Just in the last few years we have had numerous research breakthroughs addressing the ways that depression has a base in biology. Just one recent study is this one, which found differences in the function of immune system enzymes in depressed patients. Other researchers are looking into how a hodge-podge group of various treatments (SSRIs, exercise, electrical stimulation) can each be effective for depression. Hint: these seem to help with neurogenesis in the hippocampus.

And in recent weeks we have seen yet more evidence that medical interventions can alleviate depression.

For example, we have the latest of several studies showing impressive results from deep brain stimulation,  this one from Germany:

Prof. Dr. Volker Arnd Coenen, neurosurgeon at the Department of Neurosurgery (Klinik und Poliklinik für Neurochirurgie), implanted electrodes into the medial forebrain bundles in the brains of subjects suffering from major depression with the electrodes being connected to a brain pacemaker.

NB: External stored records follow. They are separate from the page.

// ─── Tests ───────────────────────────────────────────────────────────────────

#[cfg(test)]
mod tests {
    use super::*;
    use crate::grid::Cursor;
    use pretty_assertions::assert_eq;
    use proptest::prelude::*;
    use unicode_width::UnicodeWidthStr;

    fn text(grid: &ScreenGrid, y: u16) -> String {
        grid.text_row(y).unwrap()
    }

    // ── Basics ──────────────────────────────────────────────────────────

    #[test]
    fn empty_input_is_default_grid() {
        let grid = replay("", 10, 5);
        assert_eq!(grid, ScreenGrid::new(10, 5));
    }

    #[test]
    fn zero_dimensions_yield_empty_grid() {
        assert!(replay("abc", 0, 5).is_empty());
        assert!(replay("abc", 5, 0).is_empty());
    }

    #[test]
    fn plain_lines_fill_rows() {
        let grid = replay("hello\nworld", 8, 3);
        assert_eq!(text(&grid, 0), "hello   ");
        assert_eq!(text(&grid, 1), "world   ");
        assert_eq!(text(&grid, 2), "        ");
    }

    #[test]
    fn crlf_line_endings() {
        let grid = replay("ab\r\ncd\r\n", 4, 2);
        assert_eq!(text(&grid, 0), "ab  ");
        assert_eq!(text(&grid, 1), "cd  ");
    }

    #[test]
    fn trailing_newline_pads_next_row_with_active_colors() {
        let grid = replay("\x1b[44mab\n", 4, 2);
        assert_eq!(text(&grid, 0), "ab  ");
        assert_eq!(text(&grid, 1), "    ");
        for x in 0..4 {
            assert_eq!(grid.get(x, 1).unwrap().bg, NamedColor::Blue);
        }
    }

    #[test]
    fn lines_beyond_height_are_dropped() {
        let grid = replay("a\nb\nc\nd", 3, 2);
        assert_eq!(text(&grid, 0), "a  ");
        assert_eq!(text(&grid, 1), "b  ");
    }

    #[test]
    fn no_wrap_past_right_edge() {
        let grid = replay("abcdefgh", 4, 2);
        assert_eq!(text(&grid, 0), "abcd");
        assert_eq!(text(&grid, 1), "    ");
        assert_eq!(grid.cursor(), Cursor { x: 4, y: 0 });
    }

    // ── Cursor positioning ──────────────────────────────────────────────

    #[test]
    fn cup_moves_cursor() {
        let grid = replay("\x1b[2;3HX", 10, 5);
        assert_eq!(*grid.get(2, 1).unwrap(), Cell::new('X'));
        for y in 0..5 {
            for x in 0..10 {
                if (x, y) != (2, 1) {
                    assert_eq!(*grid.get(x, y).unwrap(), Cell::EMPTY, "cell ({x}, {y})");
                }
            }
        }
    }

    #[test]
    fn cup_defaults_and_f_final() {
        // Padding starts at the cursor, so the tail of the row is blanked.
        let grid = replay("abc\x1b[HZ", 5, 2);
        assert_eq!(text(&grid, 0), "Z    ");

        let grid = replay("abc\x1b[0;0HZ", 5, 2);
        assert_eq!(grid.get(0, 0).unwrap().ch, 'Z');

        let grid = replay("\x1b[2;2fQ", 5, 2);
        assert_eq!(grid.get(1, 1).unwrap().ch, 'Q');
    }

    #[test]
    fn cup_clamps_into_grid() {
        let grid = replay("\x1b[99;99HZ", 10, 5);
        assert_eq!(grid.get(9, 4).unwrap().ch, 'Z');
    }

    #[test]
    fn cup_with_empty_row_field() {
        let grid = replay("\x1b[;4HZ", 10, 5);
        assert_eq!(grid.get(3, 0).unwrap().ch, 'Z');
    }

    // ── Controls ────────────────────────────────────────────────────────

    #[test]
    fn carriage_return_and_backspace() {
        assert_eq!(text(&replay("abc\rX", 5, 1), 0), "X    ");
        assert_eq!(text(&replay("abc\rX\x1b[1;4H", 5, 1), 0), "Xbc  ");
        assert_eq!(text(&replay("ab\x08X", 5, 1), 0), "aX   ");
        assert_eq!(text(&replay("\x08X", 3, 1), 0), "X  ");
    }

    #[test]
    fn tab_advances_to_next_stop() {
        let grid = replay("a\tb", 20, 1);
        assert_eq!(grid.get(8, 0).unwrap().ch, 'b');

        let grid = replay("a\t\tb", 10, 1);
        assert_eq!(grid.get(9, 0).unwrap().ch, 'b');
    }

    #[test]
    fn other_controls_are_ignored() {
        assert_eq!(text(&replay("a\x07b\x00c\u{85}d", 5, 1), 0), "abcd ");
    }

    // ── SGR ─────────────────────────────────────────────────────────────

    #[test]
    fn sgr_standard_colors_and_reset() {
        let grid = replay("\x1b[31;44mAB\x1b[0mC", 4, 1);
        let a = grid.get(0, 0).unwrap();
        assert_eq!((a.fg, a.bg), (NamedColor::Red, NamedColor::Blue));
        let c = grid.get(2, 0).unwrap();
        assert_eq!((c.fg, c.bg), (NamedColor::Default, NamedColor::Default));
    }

    #[test]
    fn sgr_bright_colors() {
        let grid = replay("\x1b[91;102mX", 2, 1);
        let x = grid.get(0, 0).unwrap();
        assert_eq!((x.fg, x.bg), (NamedColor::BrightRed, NamedColor::BrightGreen));
    }

    #[test]
    fn sgr_empty_resets() {
        let grid = replay("\x1b[33;45m\x1b[mX", 2, 1);
        assert_eq!(*grid.get(0, 0).unwrap(), Cell::new('X'));
    }

    #[test]
    fn sgr_39_and_49_reset_one_side() {
        let grid = replay("\x1b[32;42m\x1b[39mA\x1b[32;49mB", 3, 1);
        let a = grid.get(0, 0).unwrap();
        assert_eq!((a.fg, a.bg), (NamedColor::Default, NamedColor::Green));
        let b = grid.get(1, 0).unwrap();
        assert_eq!((b.fg, b.bg), (NamedColor::Green, NamedColor::Default));
    }

    #[test]
    fn sgr_ignores_attributes() {
        let grid = replay("\x1b[1;4;35mX", 2, 1);
        assert_eq!(grid.get(0, 0).unwrap().fg, NamedColor::Magenta);
    }

    #[test]
    fn sgr_extended_colors_consume_subparams() {
        // `31` is the palette index, not a red foreground.
        let grid = replay("\x1b[48;5;31mX", 2, 1);
        let x = grid.get(0, 0).unwrap();
        assert_eq!((x.fg, x.bg), (NamedColor::Default, NamedColor::Default));

        let grid = replay("\x1b[41m\x1b[38;2;31;32;33;44mX", 2, 1);
        let x = grid.get(0, 0).unwrap();
        assert_eq!((x.fg, x.bg), (NamedColor::Default, NamedColor::Blue));
    }

    #[test]
    fn sgr_extended_colon_form() {
        let grid = replay("\x1b[35m\x1b[38:5:196;41mX", 2, 1);
        let x = grid.get(0, 0).unwrap();
        assert_eq!((x.fg, x.bg), (NamedColor::Default, NamedColor::Red));
    }

    #[test]
    fn color_state_persists_across_lines() {
        let grid = replay("\x1b[31mA\nB", 2, 2);
        assert_eq!(grid.get(0, 1).unwrap().fg, NamedColor::Red);
    }

    #[test]
    fn padding_uses_active_colors() {
        let grid = replay("\x1b[32;41mhi", 5, 1);
        for x in 2..5 {
            let cell = grid.get(x, 0).unwrap();
            assert_eq!(*cell, Cell::styled(' ', NamedColor::Green, NamedColor::Red));
        }
    }

    #[test]
    fn padding_follows_cursor_row() {
        let grid = replay("\x1b[2;1H\x1b[44mab", 4, 3);
        assert_eq!(grid.get(3, 1).unwrap().bg, NamedColor::Blue);
        assert_eq!(grid.get(3, 0).unwrap().bg, NamedColor::Default);
    }

    // ── Ignored sequences ───────────────────────────────────────────────

    #[test]
    fn private_and_unknown_csi_are_ignored() {
        assert_eq!(text(&replay("\x1b[?25lX\x1b[2JY", 3, 1), 0), "XY ");
        assert_eq!(text(&replay("\x1b[1 qZ", 2, 1), 0), "Z ");
    }

    #[test]
    fn osc_is_ignored() {
        assert_eq!(text(&replay("\x1b]0;title\x07hi", 3, 1), 0), "hi ");
        assert_eq!(text(&replay("\x1b]2;t\x1b\\hi", 3, 1), 0), "hi ");
        assert_eq!(text(&replay("\x1b]2;never ends", 3, 1), 0), "   ");
    }

    #[test]
    fn charset_designation_is_ignored() {
        assert_eq!(text(&replay("\x1b(Bx\x1b7y", 3, 1), 0), "xy ");
    }

    #[test]
    fn truncated_sequences_are_ignored() {
        assert_eq!(text(&replay("ab\x1b[3", 4, 1), 0), "ab  ");
        assert_eq!(text(&replay("ab\x1b", 4, 1), 0), "ab  ");
    }

    #[test]
    fn invalid_byte_aborts_csi() {
        assert_eq!(text(&replay("\x1b[3éx", 3, 1), 0), "éx ");
        assert_eq!(text(&replay("\x1b[3\x1b[32mx", 2, 1), 0), "x ");
    }

    // ── Width ───────────────────────────────────────────────────────────

    #[test]
    fn wide_character_writes_continuation() {
        let grid = replay("中a", 4, 1);
        assert_eq!(grid.get(0, 0).unwrap().ch, '中');
        assert!(grid.get(1, 0).unwrap().is_continuation());
        assert_eq!(grid.get(2, 0).unwrap().ch, 'a');
        assert_eq!(text(&grid, 0), "中a ");
    }

    #[test]
    fn wide_character_that_does_not_fit() {
        let grid = replay("abc中", 4, 1);
        assert_eq!(*grid.get(3, 0).unwrap(), Cell::EMPTY);
        assert_eq!(grid.cursor().x, 4);
    }

    #[test]
    fn overwriting_wide_glyph_blanks_its_continuation() {
        let grid = replay("中b\x1b[1;1HX\x1b[1;3H", 4, 1);
        assert_eq!(grid.get(0, 0).unwrap().ch, 'X');
        assert_eq!(*grid.get(1, 0).unwrap(), Cell::EMPTY);
        assert_eq!(text(&grid, 0), "X   ");
        assert_eq!(text(&grid, 0).width(), 4);
    }

    #[test]
    fn writing_into_continuation_blanks_wide_glyph() {
        let grid = replay("\x1b[31m中\x1b[0m\x08文", 4, 1);
        assert_eq!(
            *grid.get(0, 0).unwrap(),
            Cell::styled(' ', NamedColor::Red, NamedColor::Default)
        );
        assert_eq!(grid.get(1, 0).unwrap().ch, '文');
        assert!(grid.get(2, 0).unwrap().is_continuation());
        assert_eq!(text(&grid, 0), " 文 ");
    }

    #[test]
    fn wide_over_wide_shifted_by_one() {
        // 文 at column 1 covers 中's continuation and the first half of 字.
        let grid = replay("中字\x1b[1;2H文", 6, 1);
        assert_eq!(text(&grid, 0), " 文   ");
        assert_eq!(text(&grid, 0).width(), 6);
    }

    #[test]
    fn padding_from_continuation_blanks_wide_glyph() {
        let grid = replay("\x1b[41m中\x1b[0m\x1b[1;2H", 4, 1);
        assert_eq!(
            *grid.get(0, 0).unwrap(),
            Cell::styled(' ', NamedColor::Default, NamedColor::Red)
        );
        assert!((1..4).all(|x| *grid.get(x, 0).unwrap() == Cell::EMPTY));
    }

    #[test]
    fn zero_width_characters_are_dropped() {
        assert_eq!(text(&replay("e\u{301}x", 3, 1), 0), "ex ");
    }

    // ── Properties ──────────────────────────────────────────────────────

    proptest! {
        #[test]
        fn replay_never_panics(
            raw in "[\\x1b\\[\\]0-9;:?a-zA-Z中é \\t\\r\\n\\x07\\x08\\\\]{0,120}",
            width in 0u16..40,
            height in 0u16..10,
        ) {
            let grid = replay(&raw, width, height);
            if width == 0 || height == 0 {
                prop_assert!(grid.is_empty());
            } else {
                prop_assert_eq!(grid.width(), width);
                prop_assert_eq!(grid.height(), height);
                prop_assert_eq!(grid.cells().len(), usize::from(width) * usize::from(height));
                prop_assert!(grid.cursor().x <= width);
                prop_assert!(grid.cursor().y < height);
            }
        }

        #[test]
        fn rows_keep_their_width_under_wide_overwrites(
            raw in r"([ab中文字 \x08\r\n]|\x1b\[[1-3];[1-6]H){0,40}",
        ) {
            let grid = replay(&raw, 6, 3);
            for y in 0..3 {
                prop_assert_eq!(grid.text_row(y).unwrap().width(), 6);
            }
        }

        #[test]
        fn replay_arbitrary_unicode(raw in any::<String>()) {
            let grid = replay(&raw, 12, 4);
            prop_assert_eq!(grid.cells().len(), 48);
        }
    }
}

The nerve cells were then stimulated by means of a weak electrical current, a method called Deep Brain Stimulation. In a matter of days, in six out of seven patients, symptoms such as anxiety, despondence, listlessness and joylessness had improved considerably.
A good piece here at CNN discusses some of the earlier work in this area, and has some excellent descriptions of depression from one of the test subjects.

Also in the news of late have been studies looking at ketamine, which alleviates depression within 24 hours in some patients, unlike traditional SSRIs, which can take weeks.

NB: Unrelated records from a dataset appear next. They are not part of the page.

// SPDX-License-Identifier: MIT
//
// Report layout.
//
// Everything here produces lines of text with embedded SGR sequences; the
// caller prints them. The layout is a fixed two-column grid:
//
//   ┌──────────────────────────────────────────┬───────────────────────┐
//   │ swatches                 hue spacing     │ constraints  bright   │
//   │                                          │                       │
//   │ palette table            sample matrix   │ fm pairs              │
//   ├──────────────────────────────────────────┴───────────────────────┤
//   │ mc │ mcedit │ htop                                               │
//   │ tig                                                              │
//   └──────────────────────────────────────────────────────────────────┘
//
// Column widths are measured in visible cells: escapes are stripped before
// measuring, so colored cells pad the same as plain ones.

use std::fmt::Write;
use std::sync::LazyLock;

use lens_term::ansi::{self, RESET};
use lens_term::NamedColor;
use lens_theme::analysis::{Contrast, HueSpacing, PairContrast};
use lens_theme::mockup::{divider, render_capture, sample_matrix_lines, swatch_lines};
use lens_theme::palette::{SLOT_NAMES, SLOT_NAMES_LONG};
use lens_theme::{CaptureCache, Palette, Rating, Report};
use regex::Regex;
use tracing::debug;
use unicode_width::UnicodeWidthStr;

use crate::config::MockupLayout;

const SWATCH_WIDTH: usize = 60;
const PALETTE_WIDTH: usize = 52;
const MATRIX_WIDTH: usize = 53;
const LEFT_WIDTH: usize = 125;
const CONSTRAINT_WIDTH: usize = 30;

static SGR: LazyLock<Regex> =
    LazyLock::new(|| Regex::new(r"\x1b\[[0-9;]*m").expect("valid regex"));

// ─── Measuring ──────────────────────────────────────────────────────────────

/// Display width of `s` with SGR sequences removed.
pub fn visible_width(s: &str) -> usize {
    SGR.replace_all(s, "").width()
}

/// Pad `s` with spaces to `width` visible cells. Never truncates.
pub fn pad_ansi(s: &str, width: usize) -> String {
    let visible = visible_width(s);
    let mut out = String::with_capacity(s.len() + width.saturating_sub(visible));
    out.push_str(s);
    out.extend(std::iter::repeat_n(' ', width.saturating_sub(visible)));
    out
}

/// Line `i` of `lines`, or empty past the end.
fn line_at(lines: &[String], i: usize) -> &str {
    lines.get(i).map_or("", String::as_str)
}

/// Join two blocks side by side, padding the left one to `width`.
fn beside(left: &[String], width: usize, sep: &str, right: &[String]) -> Vec<String> {
    let rows = left.len().max(right.len());
    (0..rows)
        .map(|i| format!("{}{sep}{}", pad_ansi(line_at(left, i), width), line_at(right, i)))
        .collect()
}

// ─── Colored fragments ──────────────────────────────────────────────────────

const fn rating_color(rating: Rating) -> NamedColor {
    match rating {
        Rating::Pass => NamedColor::Green,
        Rating::Marginal => NamedColor::Yellow,
        Rating::Fail => NamedColor::Red,
    }
}

fn colored(text: &str, color: NamedColor) -> String {
    let mut out = String::new();
    ansi::fg_named(&mut out, color).ok();
    out.push_str(text);
    out.push_str(RESET);
    out
}

fn ratio_text(contrast: Contrast) -> String {
    colored(&format!("{:.1}", contrast.ratio), rating_color(contrast.rating))
}

fn status_text(contrast: Contrast) -> String {
    colored(
        &contrast.rating.symbol().to_string(),
        rating_color(contrast.rating),
    )
}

And despite the numerous problems with anti-depressants, they do in fact provide relief for many people, despite the deficiencies of the "brain-chemistry" hypothesis.

I don't want to seem to say that psychology is entirely wrong. In this case perhaps some of the more vocal psychologists are overstating the case for their profession. But my first treatment came via the psychologist who put together the Therapeutic Lifestyle Change program.  One of the things I like about the TLC program was that it viewed depression as a somatic (physiological) issue that would respond to physiological treatments, like sunlight and fish oil and exercise. TLC is dedicated to healing brains that have been damaged by deleterious aspects of modern lifestyles: especially poor diets and too much sitting on our asses indoors. The claim that depression is a  "disease of modernity" is a gross oversimplification and is anthropologically unsound (and flies in the face of the ample evidence that depression existed well before modernity). So, the claim that depression is a product of lifestyle is overstated and oversimplified in TLC, but as a summary it is useful enough. Even the anti-rumination element of the program, which seems more purely "psychological" (in that it it trains us to control our thoughts)  relies, to the extent that it is efficacious at all (and I'm not convinced that it is) on the way that replaying thoughts in our minds entrenches associated neural pathways in our brains.

So perhaps psychology is not entirely without promise. But if the discipline is going to insist that mental illness is not biological, or that mental illness does not exist, or that mental illness does not need diagnosis (as one psychologist in that Guardian article claimed) it is going to find itself on the trash heap of failed treatments, somewhere among bleeding, homeopathy, and patent medicine.